The concern that immediately popped into my head when I read your post is that of over-crowding. For a completely new lawn, you want approximately 8#'s of seed per 1,000 sqft.; going over that creates a few challenges. The biggest challenge is for the root system, which will struggle to develop as it competes with the surrounding new growth, if it is over-crowded. The second issue is the susceptibility to disease, such as pythium blight, which usually shows up in dense new growth, before the turf has a chance to mature.
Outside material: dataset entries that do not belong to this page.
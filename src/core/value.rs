// src/core/value.rs

//! The dynamically typed flag value and evaluation-reason/detail types
//! exposed by the public variation surface (spec §3, §6).

use serde_json::Value as JsonValue;
use strum_macros::IntoStaticStr;

/// A flag's current value. Represented as `serde_json::Value` rather than a
/// closed Rust enum (see DESIGN.md / SPEC_FULL §3): the wire format is
/// server-defined and open-ended, and the core never interprets the value,
/// it only stores and returns it.
pub type FlagValue = JsonValue;

/// An evaluation reason. Constrained to be a JSON object carrying at least a
/// `"kind"` string field at every construction site in this crate, but kept
/// as an open `serde_json::Value` rather than a closed enum for the same
/// reason as `FlagValue`.
pub type EvaluationReason = JsonValue;

/// The taxonomy of evaluation errors this core itself synthesizes (spec §6,
/// §7). Other reason `kind`s (e.g. server-side rule-match kinds) may appear
/// in a stored reason but are never produced here.
#[derive(Debug, Clone, Copy, PartialEq, Eq, IntoStaticStr)]
pub enum ErrorKind {
    #[strum(serialize = "CLIENT_NOT_SPECIFIED")]
    ClientNotSpecified,
    #[strum(serialize = "FLAG_NOT_SPECIFIED")]
    FlagNotSpecified,
    #[strum(serialize = "FLAG_NOT_FOUND")]
    FlagNotFound,
    #[strum(serialize = "WRONG_TYPE")]
    WrongType,
}

impl ErrorKind {
    pub fn as_str(self) -> &'static str {
        self.into()
    }

    /// Builds the `{kind: ERROR, errorKind: ...}` reason object spec §6
    /// mandates for every synthesized evaluation error.
    pub fn to_reason(self) -> EvaluationReason {
        serde_json::json!({
            "kind": "ERROR",
            "errorKind": self.as_str(),
        })
    }
}

/// The result of a "detail" variation lookup: the resolved value (or the
/// caller's fallback), the reason it was produced, and the stored variation
/// index (`-1` on any error, per spec §6).
#[derive(Debug, Clone)]
pub struct VariationDetail {
    pub value: FlagValue,
    pub variation_index: i64,
    pub reason: Option<EvaluationReason>,
}

impl VariationDetail {
    pub fn error(fallback: FlagValue, kind: ErrorKind) -> Self {
        Self {
            value: fallback,
            variation_index: -1,
            reason: Some(kind.to_reason()),
        }
    }
}
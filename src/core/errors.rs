// src/core/errors.rs

//! Defines the primary error type for the crate.

use std::sync::Arc;
use thiserror::Error;

/// The main error enum, representing all fallible synchronous operations exposed
/// by this crate. Background workers never propagate errors through this type:
/// per the error-handling design, transport and parse failures are handled
/// locally inside each worker loop (logged and retried or dropped) and only
/// authentication failures escalate, by transitioning client status rather
/// than by returning an error anywhere.
#[derive(Error, Debug, Clone)]
pub enum FlagsError {
    #[error("IO error: {0}")]
    Io(Arc<std::io::Error>),

    #[error("HTTP transport error: {0}")]
    Transport(String),

    #[error("failed to parse payload: {0}")]
    Parse(String),

    #[error("invalid configuration: {0}")]
    InvalidConfig(String),

    #[error("client not specified")]
    ClientNotSpecified,

    #[error("flag key not specified")]
    FlagNotSpecified,

    #[error("client is closed")]
    Closed,

    #[error("no client registered for environment '{0}'")]
    UnknownEnvironment(String),

    #[error("internal error: {0}")]
    Internal(String),
}

impl From<std::io::Error> for FlagsError {
    fn from(e: std::io::Error) -> Self {
        FlagsError::Io(Arc::new(e))
    }
}

impl From<reqwest::Error> for FlagsError {
    fn from(e: reqwest::Error) -> Self {
        FlagsError::Transport(e.to_string())
    }
}

impl From<serde_json::Error> for FlagsError {
    fn from(e: serde_json::Error) -> Self {
        FlagsError::Parse(e.to_string())
    }
}

impl From<config::ConfigError> for FlagsError {
    fn from(e: config::ConfigError) -> Self {
        FlagsError::InvalidConfig(e.to_string())
    }
}
// src/core/workers/polling.rs

//! The Polling Worker (spec §4.5), grounded on `LDi_bgfeaturepoller` in
//! `ldthreads.c`. Runs continuously even when streaming carries flag
//! updates, "but then it just sleeps" (the original's own comment).

use super::WorkerContext;
use crate::core::lifecycle::ClientStatus;
use crate::core::transport::is_auth_failure;
use std::sync::Arc;
use std::time::Duration;
use tracing::warn;

pub async fn run(ctx: Arc<WorkerContext>) {
    let mut first_iteration = true;

    loop {
        if ctx.lifecycle.status().is_terminal() {
            ctx.lifecycle.worker_exited();
            return;
        }

        let background = ctx.lifecycle.is_background();
        let interval = if background {
            ctx.config.background_polling_interval()
        } else {
            ctx.config.polling_interval()
        };
        let skip_polling = ctx.lifecycle.is_offline()
            || (background && ctx.config.disable_background_updating)
            || (!background && ctx.config.streaming);

        let ping_requested = ctx.lifecycle.take_poll_request();

        let wait = if ping_requested {
            Duration::ZERO
        } else if first_iteration && ctx.lifecycle.status() == ClientStatus::Initializing && !skip_polling {
            Duration::ZERO
        } else {
            interval
        };
        first_iteration = false;

        if !wait.is_zero() {
            let notified = ctx.lifecycle.poll_notify.notified();
            tokio::pin!(notified);
            let _ = tokio::time::timeout(wait, notified).await;
        }

        // A "ping" dispatch always triggers a fetch, bypassing the skip
        // conditions above, mirroring `onstreameventping`'s unconditional
        // (modulo terminal status) fetch.
        if skip_polling && !ping_requested {
            continue;
        }
        if ctx.lifecycle.status().is_terminal() {
            continue;
        }

        let (response, payload) = ctx.transport.fetch_flag_snapshot().await;

        if is_auth_failure(response) {
            ctx.lifecycle.update_status(ClientStatus::Failed);
            warn!("mobile key not authorized, polling failed");
            continue;
        }

        let Some(text) = payload else { continue };

        match ctx.store.apply_put_text(&text) {
            Ok(()) => {
                ctx.lifecycle.update_status(ClientStatus::Initialized);
                let key = ctx.user.read().await.key.clone();
                if let Err(e) = ctx.persistence.save(&ctx.environment_name, &key, &text).await {
                    warn!(error = %e, "failed to persist polled flag snapshot");
                }
            }
            Err(e) => warn!(error = %e, "failed to parse polled flag snapshot"),
        }
    }
}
You may look at your lawn and think I'm crazy to mention overcrowding, but keep in mind that germination is triggered by two things (neither of which are fertilizer, that has to do with post-germination results). When the soil temperature is around 65 to 70 degrees and the seed gets wet, an enzyme is triggered in the seed, and off it goes. So, November was a little late for seeding Fescue in Tennessee, so I would expect most of it to germinate this Spring.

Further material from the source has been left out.